In chatting with Roy Sekoff, editor of the Huffington Post, at the Webby Connect conference last week, I couldn’t help but spill it out like a sinner in a confessional: I am seriously addicted to the election.

Just a few short weeks ago, I led a fairly normal life—online most of the day checking email and surfing the Web for business purposes. But somehow over the last eight weeks, I’ve become a different person. A “nightcrawler” trolling every online news source at two in the morning for any bit of election news and gossip that might have gotten past me. I eat lunch at my desk while reading news clips on WSJ, the New York Times, and CNN. I watch political satires on HuffPo, the Daily Beast, or YouTube. I open separate browser tabs so I can mainline information from all the sites simultaneously. I even shelled out 99 cents for a poll tracking iPhone app. I’ve become a certifiable election junkie.

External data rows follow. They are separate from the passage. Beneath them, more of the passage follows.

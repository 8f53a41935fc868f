//! Configuration types for filtering, smoothing and parameter estimation
//!
//! Plain structs with `Default` and `with_*` builders. Every config
//! serializes to JSON so that a run can be recorded next to its results.

use serde::Serialize;

use crate::common::constants::{
    DEFAULT_ENSEMBLE_WEIGHT_THRESHOLD, DEFAULT_NUMERIC_MAX_ITER, DEFAULT_REJECTION_ATTEMPTS,
    DEFAULT_RESAMPLE_THRESHOLD, DEFAULT_STEP_SIZE_EXPONENT,
};
use crate::filter::errors::FilterError;
use crate::types::Observations;

/// Forward filter variant
#[derive(Debug, Clone, Copy, PartialEq, Eq, Serialize)]
pub enum FilterMode {
    /// Bootstrap particle filter with ESS-triggered systematic resampling
    ParticleFilter,
    /// Auxiliary particle filter: resample on first-stage look-ahead weights
    /// every step, then correct the second-stage weights
    Auxiliary,
    /// Particle filter conditioned on a reference trajectory, with ancestor
    /// sampling for the reference slot
    ConditionalAncestorSampling,
}

/// Backward pass run after the forward filter
#[derive(Debug, Clone, Copy, PartialEq, Eq, Serialize)]
pub enum SmootherMode {
    /// Filtering only
    None,
    /// Trace the forward ancestry of particles drawn at the final step
    Ancestor,
    /// Forward-filter backward-simulation with exact weighted draws
    Full,
    /// FFBSi using rejection sampling against `logp_xnext_max`
    RejectionSampling {
        /// Proposals tried before falling back to the exact draw
        max_attempts: usize,
    },
}

impl SmootherMode {
    /// Rejection sampling with the default attempt cap
    pub fn rejection() -> Self {
        SmootherMode::RejectionSampling {
            max_attempts: DEFAULT_REJECTION_ATTEMPTS,
        }
    }
}

/// Settings for one `simulate` run
#[derive(Debug, Clone, Serialize)]
pub struct FilterConfig {
    /// Filter population size `N`
    pub particle_count: usize,
    /// Number of smoothed trajectories `M`
    pub ancestor_count: usize,
    /// Resample when `ESS < resample_threshold * N`
    pub resample_threshold: f64,
    /// Forward filter variant
    pub filter_mode: FilterMode,
    /// Backward pass
    pub smoother_mode: SmootherMode,
}

impl Default for FilterConfig {
    fn default() -> Self {
        Self {
            particle_count: 100,
            ancestor_count: 1,
            resample_threshold: DEFAULT_RESAMPLE_THRESHOLD,
            filter_mode: FilterMode::ParticleFilter,
            smoother_mode: SmootherMode::None,
        }
    }
}

impl FilterConfig {
    /// Config with the given population sizes and default everything else
    pub fn new(particle_count: usize, ancestor_count: usize) -> Self {
        Self {
            particle_count,
            ancestor_count,
            ..Self::default()
        }
    }

    /// Set the resampling threshold
    pub fn with_resample_threshold(mut self, threshold: f64) -> Self {
        self.resample_threshold = threshold;
        self
    }

    /// Set the forward filter variant
    pub fn with_filter_mode(mut self, mode: FilterMode) -> Self {
        self.filter_mode = mode;
        self
    }

    /// Set the backward pass
    pub fn with_smoother_mode(mut self, mode: SmootherMode) -> Self {
        self.smoother_mode = mode;
        self
    }

    /// Check the settings before a run
    pub fn validate(&self) -> Result<(), FilterError> {
        if self.particle_count == 0 {
            return Err(FilterError::Configuration {
                description: "particle_count must be positive".to_string(),
            });
        }
        if self.filter_mode == FilterMode::ConditionalAncestorSampling && self.particle_count < 2 {
            return Err(FilterError::Configuration {
                description: "conditional filtering needs at least 2 particles".to_string(),
            });
        }
        if self.smoother_mode != SmootherMode::None && self.ancestor_count == 0 {
            return Err(FilterError::Configuration {
                description: "ancestor_count must be positive when smoothing".to_string(),
            });
        }
        if !(0.0..=1.0).contains(&self.resample_threshold) {
            return Err(FilterError::Configuration {
                description: format!(
                    "resample_threshold must lie in [0, 1], got {}",
                    self.resample_threshold
                ),
            });
        }
        if let SmootherMode::RejectionSampling { max_attempts: 0 } = self.smoother_mode {
            return Err(FilterError::Configuration {
                description: "rejection sampling needs at least one attempt".to_string(),
            });
        }
        Ok(())
    }

    /// Serialize to JSON string.
    pub fn to_json(&self) -> String {
        serde_json::to_string(self).unwrap_or_else(|_| "{}".to_string())
    }
}

/// Step size schedule `γ_k` of the stochastic approximation
///
/// Iterations count from 1 and `γ_1 = 1` in both schedules, so the first
/// iteration discards the initial statistics entirely.
#[derive(Debug, Clone, Copy, PartialEq, Serialize)]
pub enum StepSizeSchedule {
    /// `γ_k = 1 / k`
    Harmonic,
    /// `γ_k = k^-exponent`, exponent in `(0.5, 1]`
    Polynomial {
        /// Decay exponent
        exponent: f64,
    },
}

impl Default for StepSizeSchedule {
    fn default() -> Self {
        StepSizeSchedule::Polynomial {
            exponent: DEFAULT_STEP_SIZE_EXPONENT,
        }
    }
}

impl StepSizeSchedule {
    /// Step size for iteration `k` (1-based)
    pub fn step_size(&self, k: usize) -> f64 {
        let k = k.max(1) as f64;
        match self {
            StepSizeSchedule::Harmonic => 1.0 / k,
            StepSizeSchedule::Polynomial { exponent } => k.powf(-exponent),
        }
    }

    /// Σγ = ∞ and Σγ² < ∞ need the exponent in `(0.5, 1]`
    pub fn validate(&self) -> Result<(), FilterError> {
        match self {
            StepSizeSchedule::Harmonic => Ok(()),
            StepSizeSchedule::Polynomial { exponent } if *exponent > 0.5 && *exponent <= 1.0 => {
                Ok(())
            }
            StepSizeSchedule::Polynomial { exponent } => Err(FilterError::Configuration {
                description: format!("step size exponent must lie in (0.5, 1], got {}", exponent),
            }),
        }
    }
}

/// Settings for a PSAEM run
#[derive(Debug, Clone, Serialize)]
pub struct PsaemConfig {
    /// Population size of the per-iteration filter
    pub particle_count: usize,
    /// Trajectories added to the ensemble each iteration
    pub ancestor_count: usize,
    /// Outer iteration cap
    pub max_iter: usize,
    /// Forward filter of each iteration; only the conditional filter is
    /// steered by the reference trajectory
    pub filter_mode: FilterMode,
    /// Step size schedule
    pub schedule: StepSizeSchedule,
    /// How the per-iteration ensemble is drawn from the forward pass
    pub smoother_mode: SmootherMode,
    /// Apply the first observation to the initial cloud
    pub meas_first: bool,
    /// Ensemble members below this weight are discarded
    pub ensemble_weight_threshold: f64,
    /// Optional cap on stored ensembles; `None` keeps every member above
    /// the weight threshold
    pub max_ensemble_members: Option<usize>,
    /// Iteration cap of the numeric M-step
    pub numeric_max_iter: u64,
}

impl Default for PsaemConfig {
    fn default() -> Self {
        Self {
            particle_count: 50,
            ancestor_count: 1,
            max_iter: 100,
            filter_mode: FilterMode::ConditionalAncestorSampling,
            schedule: StepSizeSchedule::default(),
            smoother_mode: SmootherMode::Ancestor,
            meas_first: true,
            ensemble_weight_threshold: DEFAULT_ENSEMBLE_WEIGHT_THRESHOLD,
            max_ensemble_members: None,
            numeric_max_iter: DEFAULT_NUMERIC_MAX_ITER,
        }
    }
}

impl PsaemConfig {
    /// Config with the given population size and iteration cap
    pub fn new(particle_count: usize, max_iter: usize) -> Self {
        Self {
            particle_count,
            max_iter,
            ..Self::default()
        }
    }

    /// Set the number of trajectories added per iteration
    pub fn with_ancestor_count(mut self, count: usize) -> Self {
        self.ancestor_count = count;
        self
    }

    /// Set the forward filter run each iteration
    pub fn with_filter_mode(mut self, mode: FilterMode) -> Self {
        self.filter_mode = mode;
        self
    }

    /// Set the step size schedule
    pub fn with_schedule(mut self, schedule: StepSizeSchedule) -> Self {
        self.schedule = schedule;
        self
    }

    /// Set the smoother used to draw the per-iteration ensemble
    pub fn with_smoother_mode(mut self, mode: SmootherMode) -> Self {
        self.smoother_mode = mode;
        self
    }

    /// Choose whether the first observation weights the initial cloud
    pub fn with_meas_first(mut self, meas_first: bool) -> Self {
        self.meas_first = meas_first;
        self
    }

    /// Set the ensemble pruning threshold
    pub fn with_ensemble_weight_threshold(mut self, threshold: f64) -> Self {
        self.ensemble_weight_threshold = threshold;
        self
    }

    /// Cap the number of stored ensembles
    pub fn with_max_ensemble_members(mut self, cap: usize) -> Self {
        self.max_ensemble_members = Some(cap);
        self
    }

    /// Set the numeric M-step iteration cap
    pub fn with_numeric_max_iter(mut self, max_iter: u64) -> Self {
        self.numeric_max_iter = max_iter;
        self
    }

    /// Align raw observations with filter steps according to `meas_first`
    pub fn observations<U, Y>(&self, y: Vec<Option<Y>>) -> Observations<U, Y> {
        if self.meas_first {
            Observations::new(y)
        } else {
            Observations::with_initial_step(y)
        }
    }

    /// Filter settings used for the forward pass of each iteration
    pub fn filter_config(&self) -> FilterConfig {
        FilterConfig::new(self.particle_count, self.ancestor_count)
            .with_filter_mode(self.filter_mode)
            .with_smoother_mode(self.smoother_mode)
    }

    /// Check the settings before a run
    pub fn validate(&self) -> Result<(), FilterError> {
        self.schedule.validate()?;
        if self.smoother_mode == SmootherMode::None {
            return Err(FilterError::Configuration {
                description: "PSAEM needs a smoother to draw trajectories".to_string(),
            });
        }
        if !(0.0..1.0).contains(&self.ensemble_weight_threshold) {
            return Err(FilterError::Configuration {
                description: format!(
                    "ensemble_weight_threshold must lie in [0, 1), got {}",
                    self.ensemble_weight_threshold
                ),
            });
        }
        if self.max_ensemble_members == Some(0) {
            return Err(FilterError::Configuration {
                description: "max_ensemble_members must be at least 1".to_string(),
            });
        }
        self.filter_config().validate()
    }

    /// Serialize to JSON string.
    pub fn to_json(&self) -> String {
        serde_json::to_string(self).unwrap_or_else(|_| "{}".to_string())
    }
}

#[cfg(test)]
mod tests {
    use super::*;

    #[test]
    fn test_defaults() {
        let config = FilterConfig::default();
        assert!((config.resample_threshold - 2.0 / 3.0).abs() < 1e-12);
        assert!(config.validate().is_ok());
        assert_eq!(
            SmootherMode::rejection(),
            SmootherMode::RejectionSampling { max_attempts: 10 }
        );
    }

    #[test]
    fn test_validate_rejects_bad_settings() {
        assert!(FilterConfig::new(0, 1).validate().is_err());
        assert!(FilterConfig::new(10, 0)
            .with_smoother_mode(SmootherMode::Full)
            .validate()
            .is_err());
        assert!(FilterConfig::new(1, 1)
            .with_filter_mode(FilterMode::ConditionalAncestorSampling)
            .validate()
            .is_err());
        assert!(FilterConfig::new(10, 1)
            .with_resample_threshold(1.5)
            .validate()
            .is_err());
    }

    #[test]
    fn test_step_sizes() {
        let h = StepSizeSchedule::Harmonic;
        assert_eq!(h.step_size(1), 1.0);
        assert!((h.step_size(4) - 0.25).abs() < 1e-12);
        let p = StepSizeSchedule::Polynomial { exponent: 0.9 };
        assert_eq!(p.step_size(1), 1.0);
        assert!(p.step_size(10) > h.step_size(10));
        assert!(StepSizeSchedule::Polynomial { exponent: 0.4 }.validate().is_err());
    }

    #[test]
    fn test_psaem_config_snapshot() {
        let config = PsaemConfig::new(20, 5).with_schedule(StepSizeSchedule::Harmonic);
        assert!(config.validate().is_ok());
        let json: serde_json::Value = serde_json::from_str(&config.to_json()).unwrap();
        assert_eq!(json["particle_count"], 20);
        assert_eq!(json["schedule"], "Harmonic");
        assert_eq!(json["filter_mode"], "ConditionalAncestorSampling");
        assert!(json["max_ensemble_members"].is_null());
        assert_eq!(
            config.filter_config().filter_mode,
            FilterMode::ConditionalAncestorSampling
        );
    }

    #[test]
    fn test_psaem_filter_mode_is_forwarded() {
        for mode in [FilterMode::ParticleFilter, FilterMode::Auxiliary] {
            let config = PsaemConfig::new(20, 5).with_filter_mode(mode);
            assert!(config.validate().is_ok());
            let filter = config.filter_config();
            assert_eq!(filter.filter_mode, mode);
            assert_eq!(filter.particle_count, 20);
            assert_eq!(filter.smoother_mode, SmootherMode::Ancestor);
        }
    }

    #[test]
    fn test_psaem_member_cap_validated() {
        assert!(PsaemConfig::default()
            .with_max_ensemble_members(0)
            .validate()
            .is_err());
        let config = PsaemConfig::default().with_max_ensemble_members(8);
        assert!(config.validate().is_ok());
        let json: serde_json::Value = serde_json::from_str(&config.to_json()).unwrap();
        assert_eq!(json["max_ensemble_members"], 8);
    }

    #[test]
    fn test_meas_first_alignment() {
        let y = vec![Some(1.0), Some(2.0)];
        let first: Observations<(), f64> = PsaemConfig::default().observations(y.clone());
        assert_eq!(first.len(), 2);
        assert_eq!(first.y(0), Some(&1.0));

        let later: Observations<(), f64> =
            PsaemConfig::default().with_meas_first(false).observations(y);
        assert_eq!(later.len(), 3);
        assert_eq!(later.y(0), None);
        assert_eq!(later.y(1), Some(&1.0));
    }
}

As part of the healing process, I have to ask myself how I got here. Sure, I’ve been getting daily news updates and news feeds for years. So what changed? How did I fall this far down the rabbit hole?

Four years ago, most of the content owned by the major news sources was behind a subscription wall. If you wanted to read online news, it required more work and perhaps, more money, to access it. Now the opposite is true. The New York Times is open to all and the WSJ even dropped their wall earlier this month following the overwhelming industry trend. That’s meant more news from more sources available more than ever before. 

Add in the rise of curated news sites like the Huffington Post and Daily Beast and it becomes even more interesting. Now they take the lead in rounding up the stories and serving them to you from multiple sources. Click over to HuffPo, the site born out of liberal blog, and you’ll find curated news from ABC, Al Jazeera, Fox News, and more. The same is true of Tina Brown’s new site, the Daily Beast. And at Webby Connect, New York Times publisher Arthur Sulzberger Jr. talked about how their online property is planning to begin curating blogs, bringing the best of the best independent blogs to the table on behalf of their readers.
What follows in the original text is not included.